Task description: Using the data below, output the first line and every line after it up to and including the line containing "use std::io;", exactly as written and with nothing added.

[Records from a data collection]
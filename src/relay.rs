// src/relay.rs
//! Top-level wiring: startup gate, ingestion task, query server

use crate::{
    config::RelayConfig,
    error::Result,
    gps::{FixAggregator, SharedFix},
    ingest::IngestionLoop,
    link::{LinkSupervisor, SerialDevice, SerialLink},
    server,
    startup::{self, GpsPower},
};
use std::io;
use tokio::net::TcpListener;
use tracing::{error, info};

/// Owns the one shared fix and everything that touches it
pub struct Relay<L: SerialLink> {
    config: RelayConfig,
    link: L,
    fix: SharedFix,
}

impl Relay<SerialDevice> {
    /// Relay reading from the serial port named in the config
    pub fn from_config(config: RelayConfig) -> Self {
        let device = SerialDevice::new(
            config.serial_port.clone(),
            config.baudrate,
            config.read_timeout(),
        );
        Self::new(config, device)
    }
}

impl<L: SerialLink + 'static> Relay<L> {
    pub fn new(config: RelayConfig, link: L) -> Self {
        Self {
            config,
            link,
            fix: SharedFix::new(),
        }
    }

    /// Handle to the shared fix
    pub fn fix(&self) -> SharedFix {
        self.fix.clone()
    }

    /// Power on the GPS, then ingest and serve until Ctrl+C.
    ///
    /// Nothing is read from the serial port and no socket is bound unless
    /// the startup gate passes.
    pub async fn run<P: GpsPower>(self, power: &P) -> Result<()> {
        if self.config.enable_gps {
            startup::enable_gps(power, &self.config.enable_command).await?;
        } else {
            info!("skipping gps power-on");
        }

        let listener = TcpListener::bind(&self.config.listen_addr).await?;
        let static_dir = self.config.static_dir.clone();
        let query = self.fix.clone();
        let ingestion = self.start_ingestion();

        let result = tokio::select! {
            result = server::serve(listener, query, static_dir) => result,
            signal = tokio::signal::ctrl_c() => shutdown_on(signal),
        };

        ingestion.abort();
        result
    }

    fn start_ingestion(self) -> tokio::task::JoinHandle<()> {
        info!(
            "reading gps from {} (backoff {:?})",
            self.link.describe(),
            self.config.reconnect_backoff()
        );

        let supervisor = LinkSupervisor::new(self.link, self.fix.clone(), self.config.reconnect_backoff())
            .with_max_silent_reads(self.config.max_silent_reads);
        IngestionLoop::new(FixAggregator::new(self.fix)).spawn(supervisor)
    }
}

/// Outcome of the Ctrl+C wait. A handler that could not be installed stops
/// the relay with an error instead of a silent clean exit.
fn shutdown_on(signal: io::Result<()>) -> Result<()> {
    match signal {
        Ok(()) => {
            info!("shutting down");
            Ok(())
        }
        Err(e) => {
            error!("failed to listen for Ctrl+C: {}", e);
            Err(e.into())
        }
    }
}
// src/startup.rs
//! Powering on the GNSS engine of the cellular modem before ingestion
//!
//! The modem is driven by a local hardware manager that exposes AT command
//! execution over JSON-RPC. Asking an already running GNSS engine to start
//! again yields `+CME ERROR: 504`, which is treated as success.

use crate::error::{GpsError, Result};
use serde::Deserialize;
use std::{future::Future, time::Duration};
use tracing::{error, info};

/// Modem reply meaning "GNSS session already active"
pub const ALREADY_ENABLED: &str = "+CME ERROR: 504";

const RPC_TIMEOUT: Duration = Duration::from_secs(10);

/// Result of one AT command as reported by the hardware manager
#[derive(Debug, Clone, Default, PartialEq, Eq, Deserialize)]
pub struct CommandReply {
    #[serde(default)]
    pub success: bool,
    #[serde(default)]
    pub response: Vec<String>,
}

impl CommandReply {
    /// Whether the GNSS engine is on after this reply
    pub fn gps_enabled(&self) -> bool {
        self.success || self.response.first().is_some_and(|line| line.trim() == ALREADY_ENABLED)
    }
}

/// Executes modem AT commands
pub trait GpsPower: Send + Sync {
    fn execute(&self, command: &str) -> impl Future<Output = Result<CommandReply>> + Send;
}

#[derive(Debug, Deserialize)]
struct RpcError {
    code: i64,
    message: String,
}

#[derive(Debug, Deserialize)]
struct RpcResponse {
    result: Option<CommandReply>,
    error: Option<RpcError>,
}

/// JSON-RPC 2.0 client for the modem hardware manager
#[derive(Debug, Clone)]
pub struct ModemRpcClient {
    url: String,
    method: String,
    http: reqwest::Client,
}

impl ModemRpcClient {
    pub fn new(url: impl Into<String>, method: impl Into<String>) -> Result<Self> {
        let http = reqwest::Client::builder()
            .user_agent(concat!("gps-relay/", env!("CARGO_PKG_VERSION")))
            .timeout(RPC_TIMEOUT)
            .build()?;

        Ok(Self {
            url: url.into(),
            method: method.into(),
            http,
        })
    }
}

impl GpsPower for ModemRpcClient {
    async fn execute(&self, command: &str) -> Result<CommandReply> {
        let request = serde_json::json!({
            "jsonrpc": "2.0",
            "method": self.method,
            "params": [command],
            "id": 1,
        });

        let response: RpcResponse = self
            .http
            .post(&self.url)
            .json(&request)
            .send()
            .await?
            .error_for_status()?
            .json()
            .await?;

        match (response.result, response.error) {
            (_, Some(err)) => Err(GpsError::Other(format!(
                "{} returned error {}: {}",
                self.method, err.code, err.message
            ))),
            (Some(reply), None) => Ok(reply),
            (None, None) => Err(GpsError::Other(format!(
                "{} returned neither result nor error",
                self.method
            ))),
        }
    }
}

/// Turn on the GNSS engine, once, before anything reads the serial port.
///
/// Any failure other than "already enabled" is fatal and comes back as
/// [`GpsError::Startup`].
pub async fn enable_gps<P: GpsPower>(power: &P, command: &str) -> Result<()> {
    info!("starting gps ({}) ...", command);

    let reply = power.execute(command).await.map_err(|e| {
        error!("starting gps failed: {}", e);
        GpsError::Startup(format!("{} could not be sent: {}", command, e))
    })?;

    if reply.gps_enabled() {
        info!("starting gps success");
        Ok(())
    } else {
        error!("starting gps failed: {:?}", reply);
        Err(GpsError::Startup(format!(
            "{} rejected by modem: {}",
            command,
            reply.response.join(" | ")
        )))
    }
}
// src/gps/nmea.rs
//! NMEA-0183 sentence decoding
//!
//! Only the sentences the relay folds into a fix (GGA, RMC, GSV) are decoded
//! into typed records. Anything else that is well formed comes back as
//! [`SentenceRecord::Other`].

use chrono::{NaiveDate, NaiveDateTime, NaiveTime};
use std::fmt;

/// GGA: position fix data
#[derive(Debug, Clone, PartialEq)]
pub struct PositionFix {
    pub latitude: f64,
    pub longitude: f64,
    pub altitude: Option<f64>, // meters above mean sea level
}

/// RMC: recommended minimum navigation data
#[derive(Debug, Clone, PartialEq)]
pub struct MinimumNav {
    pub datetime: Option<NaiveDateTime>,
    pub latitude: f64,
    pub longitude: f64,
    pub speed_knots: Option<f64>,
}

/// GSV: satellites in view
#[derive(Debug, Clone, PartialEq)]
pub struct SatelliteView {
    pub num_sv_in_view: u32,
}

/// A decoded sentence
#[derive(Debug, Clone, PartialEq)]
pub enum SentenceRecord {
    PositionFix(PositionFix),
    MinimumNav(MinimumNav),
    SatelliteView(SatelliteView),
    /// Well formed but not folded into the fix; carries the sentence type.
    Other(String),
}

impl SentenceRecord {
    /// Short name used in log output
    pub fn kind(&self) -> &str {
        match self {
            SentenceRecord::PositionFix(_) => "GGA",
            SentenceRecord::MinimumNav(_) => "RMC",
            SentenceRecord::SatelliteView(_) => "GSV",
            SentenceRecord::Other(kind) => kind,
        }
    }
}

#[derive(Debug, Clone, PartialEq)]
pub enum ParseError {
    /// Line does not begin with `$`
    MissingStart,
    /// Address field is not a talker + sentence type
    BadAddress(String),
    /// Checksum present but not two hex digits
    BadChecksumField(String),
    ChecksumMismatch { expected: u8, actual: u8 },
    /// Fewer comma separated fields than the sentence type requires
    TooFewFields { sentence: &'static str, expected: usize, found: usize },
    InvalidField { field: &'static str, value: String },
}

impl fmt::Display for ParseError {
    fn fmt(&self, f: &mut fmt::Formatter<'_>) -> fmt::Result {
        match self {
            ParseError::MissingStart => write!(f, "sentence does not start with '$'"),
            ParseError::BadAddress(addr) => write!(f, "invalid address field '{}'", addr),
            ParseError::BadChecksumField(cs) => write!(f, "invalid checksum field '{}'", cs),
            ParseError::ChecksumMismatch { expected, actual } => write!(
                f,
                "checksum mismatch: sentence says {:02X}, computed {:02X}",
                expected, actual
            ),
            ParseError::TooFewFields { sentence, expected, found } => write!(
                f,
                "{} needs at least {} fields, found {}",
                sentence, expected, found
            ),
            ParseError::InvalidField { field, value } => {
                write!(f, "invalid {} '{}'", field, value)
            }
        }
    }
}

impl std::error::Error for ParseError {}

/// Parse a single NMEA sentence into a typed record.
///
/// The checksum is verified when the sentence carries one; sentences without
/// a `*hh` suffix are accepted as-is.
pub fn parse_sentence(line: &str) -> Result<SentenceRecord, ParseError> {
    let line = line.trim();
    let body = line.strip_prefix('$').ok_or(ParseError::MissingStart)?;

    let body = match body.split_once('*') {
        Some((data, checksum)) => {
            verify_checksum(data, checksum)?;
            data
        }
        None => body,
    };

    let parts: Vec<&str> = body.split(',').collect();
    let sentence_type = sentence_type(parts[0])?;

    match sentence_type {
        "GGA" => parse_gga(&parts).map(SentenceRecord::PositionFix),
        "RMC" => parse_rmc(&parts).map(SentenceRecord::MinimumNav),
        "GSV" => parse_gsv(&parts).map(SentenceRecord::SatelliteView),
        other => Ok(SentenceRecord::Other(other.to_string())),
    }
}

/// XOR of every byte between `$` and `*`
pub fn checksum(data: &str) -> u8 {
    data.bytes().fold(0, |acc, b| acc ^ b)
}

fn verify_checksum(data: &str, field: &str) -> Result<(), ParseError> {
    let field = field.trim();
    if field.len() != 2 || !field.bytes().all(|b| b.is_ascii_hexdigit()) {
        return Err(ParseError::BadChecksumField(field.to_string()));
    }
    let expected = u8::from_str_radix(field, 16)
        .map_err(|_| ParseError::BadChecksumField(field.to_string()))?;
    let actual = checksum(data);
    if expected != actual {
        return Err(ParseError::ChecksumMismatch { expected, actual });
    }
    Ok(())
}

/// Extract the sentence type from the address field.
///
/// Standard addresses are a two letter talker (GP, GN, GL, GA, GB, BD...)
/// followed by the three letter type. Proprietary `P...` addresses are
/// returned whole.
fn sentence_type(address: &str) -> Result<&str, ParseError> {
    if address.is_empty() || !address.chars().all(|c| c.is_ascii_alphanumeric()) {
        return Err(ParseError::BadAddress(address.to_string()));
    }
    if address.starts_with('P') {
        return Ok(address);
    }
    if address.len() != 5 {
        return Err(ParseError::BadAddress(address.to_string()));
    }
    Ok(&address[2..])
}

fn require_fields(parts: &[&str], sentence: &'static str, expected: usize) -> Result<(), ParseError> {
    if parts.len() < expected {
        return Err(ParseError::TooFewFields {
            sentence,
            expected,
            found: parts.len(),
        });
    }
    Ok(())
}

/// Parse GGA (Global Positioning System Fix Data)
fn parse_gga(parts: &[&str]) -> Result<PositionFix, ParseError> {
    require_fields(parts, "GGA", 10)?;

    Ok(PositionFix {
        latitude: parse_coordinate(parts[2], parts[3], "latitude")?,
        longitude: parse_coordinate(parts[4], parts[5], "longitude")?,
        altitude: parse_optional(parts[9], "altitude")?,
    })
}

/// Parse RMC (Recommended Minimum Navigation Information)
fn parse_rmc(parts: &[&str]) -> Result<MinimumNav, ParseError> {
    require_fields(parts, "RMC", 10)?;

    let time = parse_time(parts[1])?;
    let date = parse_date(parts[9])?;
    let datetime = match (date, time) {
        (Some(date), Some(time)) => Some(date.and_time(time)),
        _ => None,
    };

    Ok(MinimumNav {
        datetime,
        latitude: parse_coordinate(parts[3], parts[4], "latitude")?,
        longitude: parse_coordinate(parts[5], parts[6], "longitude")?,
        speed_knots: parse_optional(parts[7], "speed over ground")?,
    })
}

/// Parse GSV (Satellites in View)
fn parse_gsv(parts: &[&str]) -> Result<SatelliteView, ParseError> {
    require_fields(parts, "GSV", 4)?;

    let num_sv_in_view = parse_optional::<u32>(parts[3], "satellites in view")?.ok_or(
        ParseError::InvalidField {
            field: "satellites in view",
            value: String::new(),
        },
    )?;

    Ok(SatelliteView { num_sv_in_view })
}

/// Convert an NMEA `(d)ddmm.mmmm` value plus hemisphere into decimal degrees.
///
/// An empty value decodes to 0.0, which the fix treats as "unknown".
fn parse_coordinate(value: &str, hemisphere: &str, field: &'static str) -> Result<f64, ParseError> {
    if value.is_empty() {
        return Ok(0.0);
    }

    let raw = value.parse::<f64>().map_err(|_| ParseError::InvalidField {
        field,
        value: value.to_string(),
    })?;
    let degrees = (raw / 100.0).trunc();
    let minutes = raw - degrees * 100.0;
    let decimal = degrees + minutes / 60.0;

    match hemisphere {
        "S" | "W" => Ok(-decimal),
        _ => Ok(decimal),
    }
}

fn parse_optional<T: std::str::FromStr>(value: &str, field: &'static str) -> Result<Option<T>, ParseError> {
    if value.is_empty() {
        return Ok(None);
    }
    value.parse::<T>().map(Some).map_err(|_| ParseError::InvalidField {
        field,
        value: value.to_string(),
    })
}

/// `hhmmss(.sss)`; fractional seconds are dropped
fn parse_time(value: &str) -> Result<Option<NaiveTime>, ParseError> {
    if value.is_empty() {
        return Ok(None);
    }
    let whole = value.split('.').next().unwrap_or(value);
    NaiveTime::parse_from_str(whole, "%H%M%S")
        .map(Some)
        .map_err(|_| ParseError::InvalidField {
            field: "time",
            value: value.to_string(),
        })
}

/// `ddmmyy`
fn parse_date(value: &str) -> Result<Option<NaiveDate>, ParseError> {
    if value.is_empty() {
        return Ok(None);
    }
    NaiveDate::parse_from_str(value, "%d%m%y")
        .map(Some)
        .map_err(|_| ParseError::InvalidField {
            field: "date",
            value: value.to_string(),
        })
}
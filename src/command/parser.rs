//! Command Parser
//!
//! Turns a tokenized command into a typed [`Command`]. Only syntax is checked
//! here; anything that depends on the keyspace is left to the dispatcher.

use std::time::Duration;

use crate::error::{KvError, Result};

// == Set Condition ==
/// Existence precondition for SET.
#[derive(Debug, Clone, Copy, PartialEq, Eq)]
pub enum SetCondition {
    /// Only set if the key is absent
    Nx,
    /// Only set if the key is present
    Xx,
}

// == Command ==
/// A parsed command.
#[derive(Debug, Clone, PartialEq)]
pub enum Command {
    /// `SET key value [EX seconds] [NX|XX]`
    Set {
        key: String,
        value: String,
        expire_secs: Option<i64>,
        condition: Option<SetCondition>,
    },
    /// `GET key`
    Get { key: String },
    /// `QPUSH key value [value...]`
    QPush { key: String, values: Vec<String> },
    /// `QPOP key`
    QPop { key: String },
    /// `BQPOP key timeout`
    BQPop { key: String, timeout: Duration },
}

impl Command {
    // == Parse ==
    /// Parses a whitespace-tokenized command.
    ///
    /// The keyword and flags are case-insensitive; keys and values are taken
    /// verbatim.
    pub fn parse(tokens: &[&str]) -> Result<Self> {
        let (keyword, args) = tokens.split_first().ok_or(KvError::InvalidCommand)?;

        match keyword.to_ascii_uppercase().as_str() {
            "SET" => parse_set(args),
            "GET" => match args {
                [key] => Ok(Command::Get {
                    key: key.to_string(),
                }),
                _ => Err(KvError::InvalidCommand),
            },
            "QPUSH" => parse_qpush(args),
            "QPOP" => match args {
                [key] => Ok(Command::QPop {
                    key: key.to_string(),
                }),
                _ => Err(KvError::InvalidCommand),
            },
            "BQPOP" => match args {
                [key, timeout] => Ok(Command::BQPop {
                    key: key.to_string(),
                    timeout: parse_timeout(timeout)?,
                }),
                _ => Err(KvError::InvalidCommand),
            },
            "" => Err(KvError::InvalidCommand),
            _ => Err(KvError::UnknownCommand(keyword.to_string())),
        }
    }

    /// Upper-case keyword, for logging.
    pub fn name(&self) -> &'static str {
        match self {
            Command::Set { .. } => "SET",
            Command::Get { .. } => "GET",
            Command::QPush { .. } => "QPUSH",
            Command::QPop { .. } => "QPOP",
            Command::BQPop { .. } => "BQPOP",
        }
    }

    pub fn key(&self) -> &str {
        match self {
            Command::Set { key, .. }
            | Command::Get { key }
            | Command::QPush { key, .. }
            | Command::QPop { key }
            | Command::BQPop { key, .. } => key.as_str(),
        }
    }
}

fn parse_set(args: &[&str]) -> Result<Command> {
    let [key, value, rest @ ..] = args else {
        return Err(KvError::InvalidCommand);
    };

    let mut rest = rest.iter();
    let mut flag = rest.next();
    let mut expire_secs = None;

    if flag.is_some_and(|token| token.eq_ignore_ascii_case("EX")) {
        let seconds = rest.next().ok_or(KvError::InvalidCommand)?;
        expire_secs = Some(
            seconds
                .parse::<i64>()
                .map_err(|_| KvError::InvalidCommand)?,
        );
        flag = rest.next();
    }

    // Unrecognised trailing tokens are ignored, not rejected
    let condition = flag.and_then(|token| {
        if token.eq_ignore_ascii_case("NX") {
            Some(SetCondition::Nx)
        } else if token.eq_ignore_ascii_case("XX") {
            Some(SetCondition::Xx)
        } else {
            None
        }
    });

    Ok(Command::Set {
        key: key.to_string(),
        value: value.to_string(),
        expire_secs,
        condition,
    })
}

fn parse_qpush(args: &[&str]) -> Result<Command> {
    let [key, values @ ..] = args else {
        return Err(KvError::InvalidCommand);
    };
    if values.is_empty() {
        return Err(KvError::InvalidCommand);
    }

    // Queue elements are whitespace-delimited tokens; anything else could
    // not be popped back out intact.
    if values
        .iter()
        .any(|value| value.is_empty() || value.contains(char::is_whitespace))
    {
        return Err(KvError::InvalidCommand);
    }

    Ok(Command::QPush {
        key: key.to_string(),
        values: values.iter().map(|value| value.to_string()).collect(),
    })
}

fn parse_timeout(token: &str) -> Result<Duration> {
    let seconds: f64 = token.parse().map_err(|_| KvError::InvalidCommand)?;

    Duration::try_from_secs_f64(seconds).map_err(|_| KvError::InvalidCommand)
}
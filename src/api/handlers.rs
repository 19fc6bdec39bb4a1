//! API Handlers
//!
//! HTTP request handlers for each server endpoint.

use std::sync::Arc;

use axum::{
    extract::{rejection::JsonRejection, State},
    Json,
};
use tracing::warn;

use crate::cache::Store;
use crate::command::Dispatcher;
use crate::config::Config;
use crate::error::{KvError, Result};
use crate::models::{CommandRequest, CommandResponse, HealthResponse};

/// Application state shared across all handlers.
#[derive(Clone)]
pub struct AppState {
    /// Command engine over the shared store
    pub dispatcher: Arc<Dispatcher>,
}

impl AppState {
    /// Creates a new AppState around the given dispatcher.
    pub fn new(dispatcher: Dispatcher) -> Self {
        Self {
            dispatcher: Arc::new(dispatcher),
        }
    }

    /// Creates a new AppState from configuration with a fresh store.
    pub fn from_config(config: &Config) -> Self {
        let dispatcher =
            Dispatcher::new(Arc::new(Store::new())).with_queue_capacity(config.queue_capacity);
        Self::new(dispatcher)
    }

    /// The store behind the dispatcher, for background tasks.
    pub fn store(&self) -> &Arc<Store> {
        self.dispatcher.store()
    }
}

/// Handler for POST /
///
/// Executes one command line and wraps the reply in the JSON envelope.
pub async fn command_handler(
    State(state): State<AppState>,
    payload: std::result::Result<Json<CommandRequest>, JsonRejection>,
) -> Result<Json<CommandResponse>> {
    let Json(req) = payload.map_err(|rejection| {
        warn!("Rejected request body: {}", rejection.body_text());
        KvError::InvalidRequest
    })?;

    let value = state.dispatcher.process(&req.command).await?;

    Ok(Json(CommandResponse::value(value)))
}

/// Handler for GET /health
///
/// Returns health status of the server.
pub async fn health_handler() -> Json<HealthResponse> {
    Json(HealthResponse::healthy())
}

#[cfg(test)]
mod tests {
    use super::*;

    fn test_state() -> AppState {
        AppState::from_config(&Config::default())
    }

    async fn run(state: &AppState, command: &str) -> Result<Json<CommandResponse>> {
        let req = CommandRequest {
            command: command.to_string(),
        };
        command_handler(State(state.clone()), Ok(Json(req))).await
    }

    #[tokio::test]
    async fn test_set_and_get_handler() {
        let state = test_state();

        let response = run(&state, "SET test_key test_value").await.unwrap();
        assert_eq!(response.value.as_deref(), Some("OK"));

        let response = run(&state, "GET test_key").await.unwrap();
        assert_eq!(response.value.as_deref(), Some("test_value"));
        assert!(response.error.is_none());
    }

    #[tokio::test]
    async fn test_get_nonexistent_key() {
        let state = test_state();

        let result = run(&state, "GET nonexistent").await;
        assert_eq!(result.unwrap_err(), KvError::KeyMissing);
    }

    #[tokio::test]
    async fn test_queue_handlers() {
        let state = test_state();

        run(&state, "QPUSH jobs a b").await.unwrap();
        let response = run(&state, "QPOP jobs").await.unwrap();
        assert_eq!(response.value.as_deref(), Some("b"));
    }

    #[tokio::test]
    async fn test_from_config_applies_queue_capacity() {
        let config = Config {
            queue_capacity: Some(1),
            ..Config::default()
        };
        let state = AppState::from_config(&config);

        run(&state, "QPUSH jobs a").await.unwrap();
        let result = run(&state, "QPUSH jobs b").await;
        assert_eq!(result.unwrap_err(), KvError::QueueFull("jobs".to_string()));
    }

    #[tokio::test]
    async fn test_health_handler() {
        let response = health_handler().await;
        assert_eq!(response.status, "healthy");
    }
}
//! Response DTOs for the key-value server API
//!
//! Defines the structure of outgoing HTTP response bodies.

use serde::Serialize;

/// Response envelope for `POST /`
///
/// Exactly one of `value` or `error` is populated; the other is omitted.
#[derive(Debug, Clone, PartialEq, Eq, Serialize)]
pub struct CommandResponse {
    /// Reply produced by a successful command
    #[serde(skip_serializing_if = "Option::is_none")]
    pub value: Option<String>,
    /// Message describing why the command failed
    #[serde(skip_serializing_if = "Option::is_none")]
    pub error: Option<String>,
}

impl CommandResponse {
    /// Creates a success envelope
    pub fn value(value: impl Into<String>) -> Self {
        Self {
            value: Some(value.into()),
            error: None,
        }
    }

    /// Creates a failure envelope
    pub fn error(error: impl Into<String>) -> Self {
        Self {
            value: None,
            error: Some(error.into()),
        }
    }
}

/// Response body for the health endpoint (GET /health)
#[derive(Debug, Clone, Serialize)]
pub struct HealthResponse {
    /// Health status (e.g., "healthy")
    pub status: String,
    /// Current timestamp in ISO 8601 format
    pub timestamp: String,
}

impl HealthResponse {
    /// Creates a new HealthResponse with current timestamp
    pub fn healthy() -> Self {
        Self {
            status: "healthy".to_string(),
            timestamp: chrono::Utc::now().to_rfc3339(),
        }
    }
}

Response below:
filename src/relay.rs
// src/relay.rs
//! Top-level wiring: startup gate, ingestion task, query server

use crate::{
    config::RelayConfig,
    error::Result,
    gps::{FixAggregator, SharedFix},
    ingest::IngestionLoop,
    link::{LinkSupervisor, SerialDevice, SerialLink},
    server,
    startup::{self, GpsPower},
};
use std::io;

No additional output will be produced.